====== Given data ======
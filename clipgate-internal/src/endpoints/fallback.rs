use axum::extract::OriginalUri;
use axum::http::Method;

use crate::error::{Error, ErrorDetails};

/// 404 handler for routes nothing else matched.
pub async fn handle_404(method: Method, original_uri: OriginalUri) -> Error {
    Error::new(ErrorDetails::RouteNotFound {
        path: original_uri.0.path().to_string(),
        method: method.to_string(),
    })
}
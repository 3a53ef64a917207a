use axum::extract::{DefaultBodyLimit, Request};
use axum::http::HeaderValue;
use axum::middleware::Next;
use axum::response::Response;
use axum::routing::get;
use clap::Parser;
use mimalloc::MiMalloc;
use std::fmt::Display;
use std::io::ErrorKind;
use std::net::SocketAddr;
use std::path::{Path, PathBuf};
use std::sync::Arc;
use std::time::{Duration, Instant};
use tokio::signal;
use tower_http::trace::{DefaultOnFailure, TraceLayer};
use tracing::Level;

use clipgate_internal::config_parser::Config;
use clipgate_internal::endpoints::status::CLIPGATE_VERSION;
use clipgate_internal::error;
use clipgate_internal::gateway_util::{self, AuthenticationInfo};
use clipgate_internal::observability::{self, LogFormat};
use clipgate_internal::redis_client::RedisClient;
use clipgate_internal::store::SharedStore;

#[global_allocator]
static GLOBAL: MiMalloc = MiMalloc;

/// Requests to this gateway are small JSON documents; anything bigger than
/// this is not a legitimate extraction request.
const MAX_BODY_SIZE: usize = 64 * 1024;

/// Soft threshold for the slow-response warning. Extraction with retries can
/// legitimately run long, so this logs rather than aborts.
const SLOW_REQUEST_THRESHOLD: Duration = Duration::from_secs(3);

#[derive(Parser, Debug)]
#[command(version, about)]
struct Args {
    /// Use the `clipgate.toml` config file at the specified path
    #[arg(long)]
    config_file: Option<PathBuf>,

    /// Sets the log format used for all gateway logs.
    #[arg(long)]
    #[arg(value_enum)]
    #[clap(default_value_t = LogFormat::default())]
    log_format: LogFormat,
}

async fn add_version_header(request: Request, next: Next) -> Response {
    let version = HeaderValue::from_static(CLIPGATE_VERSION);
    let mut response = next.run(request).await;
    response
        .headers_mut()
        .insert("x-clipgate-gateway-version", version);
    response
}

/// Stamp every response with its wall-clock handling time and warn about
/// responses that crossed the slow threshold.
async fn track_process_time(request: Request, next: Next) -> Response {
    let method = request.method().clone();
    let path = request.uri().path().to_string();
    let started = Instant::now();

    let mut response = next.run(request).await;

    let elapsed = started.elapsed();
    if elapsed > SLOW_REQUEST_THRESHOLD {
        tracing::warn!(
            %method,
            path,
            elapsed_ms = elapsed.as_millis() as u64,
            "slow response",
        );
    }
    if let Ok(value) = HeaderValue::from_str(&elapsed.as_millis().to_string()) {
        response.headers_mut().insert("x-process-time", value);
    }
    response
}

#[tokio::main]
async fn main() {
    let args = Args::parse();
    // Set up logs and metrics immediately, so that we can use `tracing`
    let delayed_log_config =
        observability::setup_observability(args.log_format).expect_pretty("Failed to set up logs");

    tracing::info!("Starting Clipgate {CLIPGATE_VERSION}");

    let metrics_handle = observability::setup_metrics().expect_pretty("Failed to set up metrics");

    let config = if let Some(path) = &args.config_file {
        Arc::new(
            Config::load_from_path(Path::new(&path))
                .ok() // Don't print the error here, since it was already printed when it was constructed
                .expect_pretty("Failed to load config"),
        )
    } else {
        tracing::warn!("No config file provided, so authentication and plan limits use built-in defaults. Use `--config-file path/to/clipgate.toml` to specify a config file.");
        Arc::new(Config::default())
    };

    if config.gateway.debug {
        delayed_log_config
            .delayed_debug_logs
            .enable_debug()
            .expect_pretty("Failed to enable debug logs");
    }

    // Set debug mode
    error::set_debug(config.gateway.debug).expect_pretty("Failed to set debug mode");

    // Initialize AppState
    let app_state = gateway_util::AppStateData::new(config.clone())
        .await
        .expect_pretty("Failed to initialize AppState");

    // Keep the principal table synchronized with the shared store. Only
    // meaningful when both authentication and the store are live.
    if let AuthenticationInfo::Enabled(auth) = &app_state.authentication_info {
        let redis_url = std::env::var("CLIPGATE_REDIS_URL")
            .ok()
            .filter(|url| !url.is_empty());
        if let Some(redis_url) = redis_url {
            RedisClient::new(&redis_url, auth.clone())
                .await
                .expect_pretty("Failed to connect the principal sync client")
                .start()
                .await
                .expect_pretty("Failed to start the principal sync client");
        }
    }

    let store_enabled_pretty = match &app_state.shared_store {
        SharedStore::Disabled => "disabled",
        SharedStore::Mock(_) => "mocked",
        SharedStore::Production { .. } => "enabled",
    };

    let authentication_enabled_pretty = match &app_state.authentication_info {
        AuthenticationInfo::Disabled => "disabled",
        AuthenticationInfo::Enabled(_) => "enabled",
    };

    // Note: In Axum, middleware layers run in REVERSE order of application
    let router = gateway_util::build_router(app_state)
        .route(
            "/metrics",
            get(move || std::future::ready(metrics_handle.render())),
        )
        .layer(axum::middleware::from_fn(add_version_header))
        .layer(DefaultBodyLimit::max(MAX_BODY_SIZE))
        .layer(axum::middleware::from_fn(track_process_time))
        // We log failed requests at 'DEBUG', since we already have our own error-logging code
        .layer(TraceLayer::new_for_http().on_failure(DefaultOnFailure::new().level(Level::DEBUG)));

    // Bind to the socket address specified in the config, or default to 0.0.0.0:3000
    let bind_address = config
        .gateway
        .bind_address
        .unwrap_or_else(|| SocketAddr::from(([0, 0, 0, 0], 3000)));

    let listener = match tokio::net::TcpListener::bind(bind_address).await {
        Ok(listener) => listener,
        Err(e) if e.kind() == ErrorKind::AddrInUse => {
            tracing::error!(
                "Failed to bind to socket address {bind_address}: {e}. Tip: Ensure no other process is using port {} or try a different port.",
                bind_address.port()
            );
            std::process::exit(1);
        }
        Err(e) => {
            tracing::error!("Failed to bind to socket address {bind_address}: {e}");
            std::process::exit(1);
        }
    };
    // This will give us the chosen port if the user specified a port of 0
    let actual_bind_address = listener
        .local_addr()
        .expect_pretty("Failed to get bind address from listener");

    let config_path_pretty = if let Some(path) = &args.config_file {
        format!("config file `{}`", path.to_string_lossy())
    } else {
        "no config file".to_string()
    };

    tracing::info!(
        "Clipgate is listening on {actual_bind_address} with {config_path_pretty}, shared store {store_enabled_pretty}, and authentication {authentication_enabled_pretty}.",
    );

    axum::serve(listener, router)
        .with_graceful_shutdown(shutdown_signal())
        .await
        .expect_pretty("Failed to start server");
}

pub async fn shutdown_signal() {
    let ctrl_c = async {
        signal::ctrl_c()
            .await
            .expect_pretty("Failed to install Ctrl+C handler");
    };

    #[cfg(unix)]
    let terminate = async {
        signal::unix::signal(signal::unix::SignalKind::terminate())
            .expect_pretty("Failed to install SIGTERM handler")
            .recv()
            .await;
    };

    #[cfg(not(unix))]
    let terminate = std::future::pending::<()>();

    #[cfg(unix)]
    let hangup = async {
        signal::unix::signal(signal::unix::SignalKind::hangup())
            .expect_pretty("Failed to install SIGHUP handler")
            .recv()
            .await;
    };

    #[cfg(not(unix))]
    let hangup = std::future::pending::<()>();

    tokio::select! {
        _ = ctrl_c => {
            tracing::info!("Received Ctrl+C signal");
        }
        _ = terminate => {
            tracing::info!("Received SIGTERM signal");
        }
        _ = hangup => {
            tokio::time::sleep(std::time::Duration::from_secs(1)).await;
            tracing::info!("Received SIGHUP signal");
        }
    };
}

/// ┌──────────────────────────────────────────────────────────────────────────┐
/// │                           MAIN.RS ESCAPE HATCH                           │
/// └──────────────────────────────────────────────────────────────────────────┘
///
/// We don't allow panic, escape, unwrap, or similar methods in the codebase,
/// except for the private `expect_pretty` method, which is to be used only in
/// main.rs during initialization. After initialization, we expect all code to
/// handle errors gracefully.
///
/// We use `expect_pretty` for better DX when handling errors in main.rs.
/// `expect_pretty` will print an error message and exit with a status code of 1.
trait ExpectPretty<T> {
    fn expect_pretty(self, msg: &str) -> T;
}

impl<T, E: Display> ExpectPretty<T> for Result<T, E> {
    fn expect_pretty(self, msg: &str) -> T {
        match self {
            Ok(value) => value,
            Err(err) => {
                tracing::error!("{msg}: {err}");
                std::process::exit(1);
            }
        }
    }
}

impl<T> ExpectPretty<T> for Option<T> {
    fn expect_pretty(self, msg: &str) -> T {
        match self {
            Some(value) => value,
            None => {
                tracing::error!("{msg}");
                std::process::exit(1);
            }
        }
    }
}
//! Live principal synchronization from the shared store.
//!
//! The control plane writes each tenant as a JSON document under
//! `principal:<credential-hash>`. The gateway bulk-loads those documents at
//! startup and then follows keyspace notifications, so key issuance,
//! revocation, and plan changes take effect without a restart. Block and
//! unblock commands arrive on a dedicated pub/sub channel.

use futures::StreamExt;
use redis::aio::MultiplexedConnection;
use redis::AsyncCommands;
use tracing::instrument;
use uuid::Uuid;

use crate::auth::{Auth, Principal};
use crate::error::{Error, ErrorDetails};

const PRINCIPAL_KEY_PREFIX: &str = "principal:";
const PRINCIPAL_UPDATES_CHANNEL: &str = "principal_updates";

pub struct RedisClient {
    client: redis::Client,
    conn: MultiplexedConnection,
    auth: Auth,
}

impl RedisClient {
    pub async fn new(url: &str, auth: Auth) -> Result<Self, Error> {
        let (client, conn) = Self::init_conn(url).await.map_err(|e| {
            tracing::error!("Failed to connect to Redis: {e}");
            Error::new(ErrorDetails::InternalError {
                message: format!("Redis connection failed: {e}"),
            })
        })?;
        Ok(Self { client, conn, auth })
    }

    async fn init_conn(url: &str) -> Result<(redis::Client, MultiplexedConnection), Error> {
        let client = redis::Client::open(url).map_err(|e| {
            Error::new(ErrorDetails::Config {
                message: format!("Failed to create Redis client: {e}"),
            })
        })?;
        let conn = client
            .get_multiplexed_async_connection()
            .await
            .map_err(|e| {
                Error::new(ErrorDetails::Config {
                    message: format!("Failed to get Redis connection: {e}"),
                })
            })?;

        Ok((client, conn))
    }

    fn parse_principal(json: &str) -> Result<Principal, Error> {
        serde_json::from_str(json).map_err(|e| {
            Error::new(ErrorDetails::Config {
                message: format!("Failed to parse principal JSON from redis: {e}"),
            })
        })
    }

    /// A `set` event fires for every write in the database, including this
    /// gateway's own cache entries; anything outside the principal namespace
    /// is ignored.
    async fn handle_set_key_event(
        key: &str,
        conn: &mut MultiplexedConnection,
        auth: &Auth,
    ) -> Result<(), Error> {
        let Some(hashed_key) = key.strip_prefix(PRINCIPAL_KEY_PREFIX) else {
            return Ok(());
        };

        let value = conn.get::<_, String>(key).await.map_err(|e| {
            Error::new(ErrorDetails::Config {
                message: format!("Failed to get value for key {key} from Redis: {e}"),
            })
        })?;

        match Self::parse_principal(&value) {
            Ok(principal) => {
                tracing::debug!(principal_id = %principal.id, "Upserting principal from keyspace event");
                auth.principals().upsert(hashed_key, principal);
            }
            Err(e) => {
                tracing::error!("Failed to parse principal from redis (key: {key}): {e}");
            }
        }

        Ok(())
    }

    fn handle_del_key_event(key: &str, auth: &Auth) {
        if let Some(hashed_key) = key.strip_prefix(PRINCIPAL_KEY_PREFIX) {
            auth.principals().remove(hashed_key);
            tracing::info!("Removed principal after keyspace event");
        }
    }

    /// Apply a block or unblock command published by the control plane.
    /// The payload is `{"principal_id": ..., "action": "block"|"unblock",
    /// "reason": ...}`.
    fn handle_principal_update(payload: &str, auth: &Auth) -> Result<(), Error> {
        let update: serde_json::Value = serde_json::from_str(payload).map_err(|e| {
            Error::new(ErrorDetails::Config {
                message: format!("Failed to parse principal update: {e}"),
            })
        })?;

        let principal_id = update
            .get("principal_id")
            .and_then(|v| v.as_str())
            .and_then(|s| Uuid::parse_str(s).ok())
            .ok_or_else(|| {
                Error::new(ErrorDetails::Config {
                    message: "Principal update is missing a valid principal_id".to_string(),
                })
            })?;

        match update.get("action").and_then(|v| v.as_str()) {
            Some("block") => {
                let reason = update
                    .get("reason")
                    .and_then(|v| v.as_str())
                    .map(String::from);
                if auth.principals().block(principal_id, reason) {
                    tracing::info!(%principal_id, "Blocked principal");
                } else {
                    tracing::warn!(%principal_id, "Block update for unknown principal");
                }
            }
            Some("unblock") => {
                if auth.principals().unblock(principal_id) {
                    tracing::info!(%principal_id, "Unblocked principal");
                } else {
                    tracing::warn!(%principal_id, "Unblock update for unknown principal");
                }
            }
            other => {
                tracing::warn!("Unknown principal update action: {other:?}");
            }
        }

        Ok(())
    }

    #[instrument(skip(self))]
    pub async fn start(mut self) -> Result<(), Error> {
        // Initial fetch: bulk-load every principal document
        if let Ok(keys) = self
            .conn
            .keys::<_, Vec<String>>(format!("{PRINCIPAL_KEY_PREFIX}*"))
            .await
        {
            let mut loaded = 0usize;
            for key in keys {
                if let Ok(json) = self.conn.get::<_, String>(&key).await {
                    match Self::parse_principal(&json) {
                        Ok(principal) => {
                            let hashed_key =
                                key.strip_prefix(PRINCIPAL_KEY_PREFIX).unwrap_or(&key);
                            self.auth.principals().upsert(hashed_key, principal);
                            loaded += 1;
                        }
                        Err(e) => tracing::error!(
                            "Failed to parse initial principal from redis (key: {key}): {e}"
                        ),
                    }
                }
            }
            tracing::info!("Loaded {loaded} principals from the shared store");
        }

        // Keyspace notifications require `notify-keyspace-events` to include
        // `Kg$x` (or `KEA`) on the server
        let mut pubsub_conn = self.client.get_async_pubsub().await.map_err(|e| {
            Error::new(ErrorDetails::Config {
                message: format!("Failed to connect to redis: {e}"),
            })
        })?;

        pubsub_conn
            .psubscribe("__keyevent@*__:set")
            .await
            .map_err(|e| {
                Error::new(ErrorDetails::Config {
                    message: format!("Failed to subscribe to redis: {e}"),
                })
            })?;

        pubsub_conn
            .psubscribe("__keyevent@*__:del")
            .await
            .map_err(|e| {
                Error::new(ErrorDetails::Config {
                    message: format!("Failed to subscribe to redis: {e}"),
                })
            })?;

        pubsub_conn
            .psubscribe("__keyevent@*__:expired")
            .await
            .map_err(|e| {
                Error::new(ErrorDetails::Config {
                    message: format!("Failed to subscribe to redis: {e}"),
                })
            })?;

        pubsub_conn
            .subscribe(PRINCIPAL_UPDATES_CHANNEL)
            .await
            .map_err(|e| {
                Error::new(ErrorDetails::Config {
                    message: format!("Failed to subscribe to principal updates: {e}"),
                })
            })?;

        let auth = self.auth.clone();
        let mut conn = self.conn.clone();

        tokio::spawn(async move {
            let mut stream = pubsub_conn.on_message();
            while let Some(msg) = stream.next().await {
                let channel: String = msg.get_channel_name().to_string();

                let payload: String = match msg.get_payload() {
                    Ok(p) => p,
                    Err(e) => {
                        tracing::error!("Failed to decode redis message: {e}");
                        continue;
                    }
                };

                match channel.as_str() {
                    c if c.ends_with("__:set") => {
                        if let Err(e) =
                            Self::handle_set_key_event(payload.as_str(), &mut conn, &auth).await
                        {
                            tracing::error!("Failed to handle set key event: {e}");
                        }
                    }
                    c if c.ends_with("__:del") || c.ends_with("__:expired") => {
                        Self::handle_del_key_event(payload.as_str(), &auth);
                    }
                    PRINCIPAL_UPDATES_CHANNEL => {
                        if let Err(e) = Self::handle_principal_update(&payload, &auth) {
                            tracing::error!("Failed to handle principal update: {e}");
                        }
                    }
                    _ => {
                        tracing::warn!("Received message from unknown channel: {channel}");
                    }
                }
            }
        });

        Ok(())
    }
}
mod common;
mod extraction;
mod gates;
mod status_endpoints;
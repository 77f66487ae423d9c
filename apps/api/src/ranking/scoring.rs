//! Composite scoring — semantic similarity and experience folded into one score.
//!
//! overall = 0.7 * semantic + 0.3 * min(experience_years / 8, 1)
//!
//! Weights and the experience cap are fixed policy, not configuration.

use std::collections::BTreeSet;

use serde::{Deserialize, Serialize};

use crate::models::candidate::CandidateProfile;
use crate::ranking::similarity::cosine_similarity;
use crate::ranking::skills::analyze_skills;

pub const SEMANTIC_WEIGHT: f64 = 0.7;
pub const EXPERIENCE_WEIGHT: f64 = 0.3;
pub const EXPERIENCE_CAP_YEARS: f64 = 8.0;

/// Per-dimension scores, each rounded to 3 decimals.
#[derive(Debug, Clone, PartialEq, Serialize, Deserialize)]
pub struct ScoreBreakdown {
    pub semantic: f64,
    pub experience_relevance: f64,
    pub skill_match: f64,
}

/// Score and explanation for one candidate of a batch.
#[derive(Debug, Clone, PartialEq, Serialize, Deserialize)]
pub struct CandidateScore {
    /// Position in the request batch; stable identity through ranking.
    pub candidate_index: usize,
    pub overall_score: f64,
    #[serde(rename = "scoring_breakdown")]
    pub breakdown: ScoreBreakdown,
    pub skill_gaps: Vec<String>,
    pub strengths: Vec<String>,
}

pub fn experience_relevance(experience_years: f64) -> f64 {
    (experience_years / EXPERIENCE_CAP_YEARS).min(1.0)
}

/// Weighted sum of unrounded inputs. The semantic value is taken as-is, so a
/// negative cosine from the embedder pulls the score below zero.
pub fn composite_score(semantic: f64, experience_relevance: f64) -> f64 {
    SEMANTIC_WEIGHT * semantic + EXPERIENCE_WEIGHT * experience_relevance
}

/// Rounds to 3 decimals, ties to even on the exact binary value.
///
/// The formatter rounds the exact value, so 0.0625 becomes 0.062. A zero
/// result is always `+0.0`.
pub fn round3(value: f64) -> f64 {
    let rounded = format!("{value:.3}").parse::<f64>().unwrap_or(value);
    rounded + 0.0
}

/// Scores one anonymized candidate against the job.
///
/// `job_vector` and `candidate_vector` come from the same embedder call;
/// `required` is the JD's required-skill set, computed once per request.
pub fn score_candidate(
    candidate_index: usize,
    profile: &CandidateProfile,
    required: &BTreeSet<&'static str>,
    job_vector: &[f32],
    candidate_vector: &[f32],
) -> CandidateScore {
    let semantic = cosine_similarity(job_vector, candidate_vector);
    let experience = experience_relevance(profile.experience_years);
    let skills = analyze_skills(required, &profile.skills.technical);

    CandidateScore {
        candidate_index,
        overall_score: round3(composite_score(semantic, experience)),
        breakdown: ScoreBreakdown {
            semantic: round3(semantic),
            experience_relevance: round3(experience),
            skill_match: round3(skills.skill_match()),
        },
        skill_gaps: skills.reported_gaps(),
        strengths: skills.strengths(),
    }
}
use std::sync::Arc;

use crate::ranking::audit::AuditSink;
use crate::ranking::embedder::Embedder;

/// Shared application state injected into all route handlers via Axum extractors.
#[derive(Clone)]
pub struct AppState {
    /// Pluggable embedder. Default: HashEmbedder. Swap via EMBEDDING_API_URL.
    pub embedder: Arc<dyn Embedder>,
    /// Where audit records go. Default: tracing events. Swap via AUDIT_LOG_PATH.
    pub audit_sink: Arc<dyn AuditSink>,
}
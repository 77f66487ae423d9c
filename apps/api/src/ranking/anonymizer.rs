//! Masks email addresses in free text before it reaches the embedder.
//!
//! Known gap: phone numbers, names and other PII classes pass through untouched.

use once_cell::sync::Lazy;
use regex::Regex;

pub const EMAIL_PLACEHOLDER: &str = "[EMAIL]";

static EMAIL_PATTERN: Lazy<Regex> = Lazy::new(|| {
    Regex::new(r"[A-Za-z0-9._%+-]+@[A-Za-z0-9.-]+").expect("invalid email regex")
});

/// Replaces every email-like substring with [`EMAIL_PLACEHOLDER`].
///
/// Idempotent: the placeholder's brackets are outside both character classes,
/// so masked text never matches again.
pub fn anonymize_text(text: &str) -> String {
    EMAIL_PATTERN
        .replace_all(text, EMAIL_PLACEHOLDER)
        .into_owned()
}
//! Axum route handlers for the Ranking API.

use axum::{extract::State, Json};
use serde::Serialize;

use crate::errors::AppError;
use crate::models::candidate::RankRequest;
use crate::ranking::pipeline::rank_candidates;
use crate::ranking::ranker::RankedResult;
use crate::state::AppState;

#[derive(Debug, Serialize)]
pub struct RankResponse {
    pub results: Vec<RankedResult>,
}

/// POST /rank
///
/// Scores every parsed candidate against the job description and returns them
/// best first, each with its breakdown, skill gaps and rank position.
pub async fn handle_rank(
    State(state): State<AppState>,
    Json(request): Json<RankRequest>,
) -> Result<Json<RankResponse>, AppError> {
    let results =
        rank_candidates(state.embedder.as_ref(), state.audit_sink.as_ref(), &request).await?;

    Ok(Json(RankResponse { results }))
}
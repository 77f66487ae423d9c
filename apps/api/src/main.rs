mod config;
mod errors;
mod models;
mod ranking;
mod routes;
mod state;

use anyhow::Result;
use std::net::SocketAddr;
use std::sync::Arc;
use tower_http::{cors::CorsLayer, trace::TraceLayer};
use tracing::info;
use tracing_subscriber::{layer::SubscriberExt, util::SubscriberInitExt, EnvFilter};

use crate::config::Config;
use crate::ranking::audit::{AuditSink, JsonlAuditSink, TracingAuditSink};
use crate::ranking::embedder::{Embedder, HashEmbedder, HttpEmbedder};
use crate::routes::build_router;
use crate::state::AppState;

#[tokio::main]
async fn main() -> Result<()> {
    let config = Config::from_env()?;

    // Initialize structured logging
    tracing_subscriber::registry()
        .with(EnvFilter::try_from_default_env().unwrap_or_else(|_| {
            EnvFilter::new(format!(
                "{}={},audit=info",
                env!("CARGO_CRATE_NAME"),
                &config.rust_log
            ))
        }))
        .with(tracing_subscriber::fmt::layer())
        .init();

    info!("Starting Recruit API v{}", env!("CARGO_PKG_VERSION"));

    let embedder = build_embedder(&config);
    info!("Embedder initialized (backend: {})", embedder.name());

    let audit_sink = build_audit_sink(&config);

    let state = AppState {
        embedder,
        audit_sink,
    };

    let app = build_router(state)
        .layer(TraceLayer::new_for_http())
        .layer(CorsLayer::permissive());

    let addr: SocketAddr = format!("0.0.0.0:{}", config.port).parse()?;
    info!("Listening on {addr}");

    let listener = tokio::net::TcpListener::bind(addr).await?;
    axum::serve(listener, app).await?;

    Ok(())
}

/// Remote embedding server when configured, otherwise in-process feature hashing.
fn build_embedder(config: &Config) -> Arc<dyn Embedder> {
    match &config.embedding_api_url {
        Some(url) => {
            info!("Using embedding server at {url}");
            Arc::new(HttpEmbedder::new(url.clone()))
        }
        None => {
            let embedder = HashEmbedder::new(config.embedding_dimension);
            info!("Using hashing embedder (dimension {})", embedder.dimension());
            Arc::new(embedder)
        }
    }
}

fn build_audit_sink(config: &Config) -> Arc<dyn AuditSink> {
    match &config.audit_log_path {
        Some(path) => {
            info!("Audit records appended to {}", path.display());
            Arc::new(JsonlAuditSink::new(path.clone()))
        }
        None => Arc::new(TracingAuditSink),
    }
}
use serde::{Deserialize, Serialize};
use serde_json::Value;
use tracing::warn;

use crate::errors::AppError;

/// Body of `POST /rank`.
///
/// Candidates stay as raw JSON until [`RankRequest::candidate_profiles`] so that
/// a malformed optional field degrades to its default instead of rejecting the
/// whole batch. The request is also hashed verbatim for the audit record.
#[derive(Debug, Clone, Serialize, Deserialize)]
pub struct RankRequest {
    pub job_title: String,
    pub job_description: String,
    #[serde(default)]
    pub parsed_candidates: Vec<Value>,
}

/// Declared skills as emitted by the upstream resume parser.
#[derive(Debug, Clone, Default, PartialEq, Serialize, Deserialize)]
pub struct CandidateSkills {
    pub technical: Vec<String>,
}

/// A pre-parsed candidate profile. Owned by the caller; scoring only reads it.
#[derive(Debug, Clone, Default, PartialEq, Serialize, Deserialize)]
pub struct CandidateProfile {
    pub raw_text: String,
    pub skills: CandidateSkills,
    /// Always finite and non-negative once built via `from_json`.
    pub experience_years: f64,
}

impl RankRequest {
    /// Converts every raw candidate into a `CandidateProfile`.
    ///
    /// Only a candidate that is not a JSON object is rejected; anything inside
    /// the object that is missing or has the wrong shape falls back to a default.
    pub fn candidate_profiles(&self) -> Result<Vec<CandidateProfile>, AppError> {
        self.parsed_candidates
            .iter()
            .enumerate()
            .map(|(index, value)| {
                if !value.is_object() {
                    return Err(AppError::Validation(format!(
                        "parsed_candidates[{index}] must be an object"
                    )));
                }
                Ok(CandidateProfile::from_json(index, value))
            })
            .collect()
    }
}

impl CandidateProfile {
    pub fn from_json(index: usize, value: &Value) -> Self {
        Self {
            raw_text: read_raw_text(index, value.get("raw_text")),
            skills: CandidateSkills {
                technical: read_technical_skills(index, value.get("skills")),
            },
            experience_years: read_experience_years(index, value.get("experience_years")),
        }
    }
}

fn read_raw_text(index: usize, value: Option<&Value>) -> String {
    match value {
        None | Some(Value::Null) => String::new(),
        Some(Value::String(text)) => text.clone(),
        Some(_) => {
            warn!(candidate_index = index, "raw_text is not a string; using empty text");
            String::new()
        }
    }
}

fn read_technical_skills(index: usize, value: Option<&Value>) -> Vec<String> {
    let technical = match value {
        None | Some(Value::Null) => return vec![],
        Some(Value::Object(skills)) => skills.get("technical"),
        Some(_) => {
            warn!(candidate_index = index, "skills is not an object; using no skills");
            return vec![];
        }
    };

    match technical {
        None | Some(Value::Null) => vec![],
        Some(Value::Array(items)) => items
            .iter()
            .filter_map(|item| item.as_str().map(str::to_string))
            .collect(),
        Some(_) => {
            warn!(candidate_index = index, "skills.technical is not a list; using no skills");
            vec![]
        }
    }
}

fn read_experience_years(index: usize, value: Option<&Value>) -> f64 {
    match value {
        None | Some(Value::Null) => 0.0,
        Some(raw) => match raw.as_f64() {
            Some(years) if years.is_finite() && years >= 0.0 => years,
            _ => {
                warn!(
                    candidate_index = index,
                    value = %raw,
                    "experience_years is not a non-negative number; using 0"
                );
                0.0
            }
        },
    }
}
======
## Action item:
Give the number of lines in the records that contain the word "tokio", and write nothing else.

## Answer:
8